Germany Plans Mission To Moon

Unmanned Flight To Be Launched By 2013

Germany is looking towards the moon again, and not just from the ground.

The German Aerospace Centre (DLR) announced Friday its goal is to launch an unmanned flight to the earth's satellite by 2013.

"Why shouldn't we do it alone?" asked Walter Doellinger, director of the Centre. "We have the technology, we have the know-how, and we have the experience with robots," reported The Times.

As outlined to scientists at a meeting last week, Germany will send a satellite with a high-resolution camera to orbit the Moon for four years to prepare the first detailed lunar map. When completed, a rocket will land a robot soil-sampler.

Doellinger added, "The probe will examine the moon's surface and provide indications of significant geological formations that could later be of interest for drilling."

German scientists are recognized as leaders in the fields of outer space measurement, photographic and radar technology, including the high-resolution cameras on board the European Space Agency craft Mars Express.

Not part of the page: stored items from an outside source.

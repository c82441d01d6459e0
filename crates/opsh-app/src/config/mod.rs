//! Configuration file parsing for Operator Shell
//!
//! Supports:
//! - `opsh.toml` - Application identity, window size, backend commands
//! - `$OPSH_CONFIG` - Explicit path overriding the lookup

pub mod settings;
pub mod types;

pub use settings::{find_config_file, load_config, load_config_from, CONFIG_ENV_VAR, CONFIG_FILENAME};
pub use types::*;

While the German orbiter will be launched by 2013, the soil sampler should be on the Moon before 2020. The US manned space program may also benefit from the Moon atlas if NASA moves ahead with its plans to establish a lunar base.

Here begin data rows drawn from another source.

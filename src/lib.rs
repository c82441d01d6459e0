//! Operator Shell
//!
//! A control plane that runs a backend program as a child process and routes
//! a line protocol between it and the windows it drives. The routing and
//! lifecycle live in `opsh-app`; this crate wires them to the host process.

pub mod headless;

use opsh_app::config::load_config;
use opsh_app::launch::{apply_identity, backend_launch};
use opsh_app::{run_command_mode, run_gui, signals, Invocation, LaunchContext, ShutdownCoordinator};
use opsh_core::logging::LogMode;
use opsh_core::prelude::*;

use headless::HeadlessFactory;

/// Log file family for the run `argv` asks for
pub fn log_mode(argv: &[String]) -> LogMode {
    if Invocation::analyze(argv).is_command_mode() {
        LogMode::Command
    } else {
        LogMode::Gui
    }
}

/// Run the shell for the raw command line `argv`; returns the exit code.
pub async fn run(argv: Vec<String>) -> Result<i32> {
    let context = LaunchContext::detect();
    let invocation = Invocation::analyze(&argv);
    let mut config = load_config(&context.app_dir, &context.current_dir);
    apply_identity(&mut config, &invocation, context.debug);
    info!(
        "{} {} starting ({:?})",
        config.name, config.version, invocation.mode
    );

    let coordinator = ShutdownCoordinator::new();
    signals::spawn_signal_handler(coordinator.clone())?;

    if invocation.is_command_mode() {
        let launch = backend_launch(&config, &invocation, &context, false)?;
        return run_command_mode(&launch, coordinator, std::io::stdout()).await;
    }

    let mut factory = HeadlessFactory::new(config.headless.clone());
    run_gui(&config, &invocation, &context, &mut factory, coordinator).await
}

The Times reports  there have been clear signals from the German government, led by Chancellor Angela Merkel -- who is also a physicist -- that it is willing to initially fund the five-year Lunar Exploration Orbiter project.

It is a sign of the new German self-confidence, one that will be sure to attract controversy.

Germany's European partners have viewed attempts to develop a space program outside established institutions like the European Space Agency (ESA) with suspicion, however.

It was under the Nazis that German scientists made important breakthroughs towards space travel in October 1942, by launching an A4 rocket 62 miles into space.

The rocket design, renamed the V2, was later used to bombard the South East of England and Antwerp in Belgium, killing thousands. The German scientist Wernher von Braun later helped America in the space race.

Completing a moon mission would catapult the country into the league of nations which can send spacecraft into orbit.

Details would be announced in early 2008. Current estimated costs are $390 million dollars over five years, in addition to the annual DLR budget of $924 million dollars.